China, Drama, Films, Recommended posts, Reviews


Although an ambitious project, remains an uneven albeit interesting experiment of the young filmmaker Sun Liang…

In How to not write a short film, Sundance programmer Roberta Marie Munroe explains why 40-minute short films can never work. It all boils down to script structure and the impossible task of keeping the right focus, one of the most difficult tasks for young and/or starting directors. Alive, although ‘only’ 27 minutes long, seems to have all the symptoms of the 40-minute-short-syndrome Munroe described. It remains a bold and ambitious attempt of 24-year old director Sun Liang to cram as much material as possible in half an hour. In the end, however, Alive feels uneven, unfocused and, above all, unfinished.

What starts of as a mildly interesting but clichéd set-up of a poor youngster named Laizi working for his uncle in order to buy a gift for his homecoming parents, ends in an enigmatic climax, leaving the viewer behind with a mixture of feelings. Confusion and the overwhelming feeling that you’ve seen this all before may very well be one’s main reaction after watching this short at the 2015 Chinese Visual Festival in London.

Not that Alive has an uneventful plot, on the contrary. After Laizi lost his uncle’s goods to a local petty thief, he goes on a mission to retrieve the merchandise. In the meanwhile, his friend and co-worker seems to have a relationship with a young prostitute. He’s infatuated by her and is convinced he found his true love, even when the next in line is waiting outside the shabby hotel room when he spends his (costly) lasts minutes with her. It’s the best scene in the film, although it’s unsure why Liang even wrote it in his script. Even less than a minute later we switch to beating up the petty thief who stole the goods from Laizi. And oh, there’s also a subplot about the uncle’s son stealing from his own father. He yells at him, he yells back and the son – he’s a teenager after all – leaves in a temper. All this is happening without any room for character development. After a while, you’re just registering the events on screen rather than caring about the outcome of all this mayhem.
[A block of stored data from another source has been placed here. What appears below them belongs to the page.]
use std::sync::{Mutex, MutexGuard, PoisonError};

use chrono::{DateTime, NaiveDateTime, TimeDelta, Utc};

use super::CookieJar;
use crate::error::PikPakError;

#[derive(Debug, Clone)]
struct Cookie {
    name: String,
    value: String,
    expires: Option<DateTime<Utc>>,
}

/// In-process [`CookieJar`] holding session cookies in insertion order
#[derive(Debug, Default)]
pub struct MemoryCookieJar {
    cookies: Mutex<Vec<Cookie>>,
}

impl MemoryCookieJar {
    /// Empty jar
    #[must_use]
    pub fn new() -> Self {
        Self::default()
    }

    fn lock(&self) -> MutexGuard<'_, Vec<Cookie>> {
        self.cookies.lock().unwrap_or_else(PoisonError::into_inner)
    }
}

impl CookieJar for MemoryCookieJar {
    fn cookie_string(&self) -> String {
        let now = Utc::now();
        self.lock()
            .iter()
            .filter(|c| c.expires.is_none_or(|at| at > now))
            .map(|c| {
                if c.name.is_empty() {
                    c.value.clone()
                } else {
                    format!("{}={}", c.name, c.value)
                }
            })
            .collect::<Vec<_>>()
            .join("; ")
    }

    fn write(&self, assignment: &str) -> Result<(), PikPakError> {
        let mut parts = assignment.split(';');
        let pair = parts.next().unwrap_or_default();
        let (name, value) = match pair.split_once('=') {
            Some((n, v)) => (n.trim(), v.trim()),
            None => ("", pair.trim()),
        };

        let mut expires = None;
        for attr in parts {
            let Some((key, val)) = attr.split_once('=') else {
                continue;
            };
            let val = val.trim();
            match key.trim().to_ascii_lowercase().as_str() {
                "expires" => {
                    expires = Some(parse_cookie_date(val).ok_or_else(|| {
                        PikPakError::Storage(format!("Invalid cookie expiry: {val}"))
                    })?);
                }
                // max-age wins over expires regardless of order
                "max-age" => {
                    if let Ok(secs) = val.parse::<i64>() {
                        expires = Some(max_age_expiry(secs));
                        break;
                    }
                }
                _ => {}
            }
        }

        let mut cookies = self.lock();
        let existing = cookies.iter().position(|c| c.name == name);

        if expires.is_some_and(|at| at <= Utc::now()) {
            if let Some(idx) = existing {
                cookies.remove(idx);
            }
            return Ok(());
        }

        let cookie = Cookie {
            name: name.to_string(),
            value: value.to_string(),
            expires,
        };
        match existing {
            Some(idx) => cookies[idx] = cookie,
            None => cookies.push(cookie),
        }
        Ok(())
    }
}

/// Formats a cookie expiry date, e.g. `Thu, 01 Jan 1970 00:00:00 GMT`
#[must_use]
pub fn format_cookie_date(at: &DateTime<Utc>) -> String {
    at.format("%a, %d %b %Y %H:%M:%S GMT").to_string()
}

/// Expiry `secs` from now, clamped to the representable date range
fn max_age_expiry(secs: i64) -> DateTime<Utc> {
    TimeDelta::try_seconds(secs)
        .and_then(|delta| Utc::now().checked_add_signed(delta))
        .unwrap_or(if secs < 0 {
            DateTime::<Utc>::MIN_UTC
        } else {
            DateTime::<Utc>::MAX_UTC
        })
}

fn parse_cookie_date(raw: &str) -> Option<DateTime<Utc>> {
    let stripped = raw
        .trim()
        .trim_end_matches("GMT")
        .trim_end_matches("UTC")
        .trim_end();
    NaiveDateTime::parse_from_str(stripped, "%a, %d %b %Y %H:%M:%S")
        .ok()
        .map(|naive| naive.and_utc())
}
There’s a lot of potential and the raw energy is certainly there, but the poor visual execution, awkward acting and mediocre writing makes it a rough diamond. There’s just too much going on, making it near to impossible to even care about anything that happens to our protagonist. One can only wonder what a marvellous short Alive could be if Liang only focused on the story of the prostitute and trim the fat until the picture has a runtime of no more than 15 minutes. There’s no visual feast either: Alive goes for a very distinct documentary-style look, but some scenes look more like a first rough cut than a finished product. Of course, one could argue that this is all on purpose and a style in and of itself, which is true. Still, the cutting, pacing and cinematography lack the confidence of, let’s say, Jin Ye’s masterpiece Today My Mother Will Get Married, which is very similar in style and tone.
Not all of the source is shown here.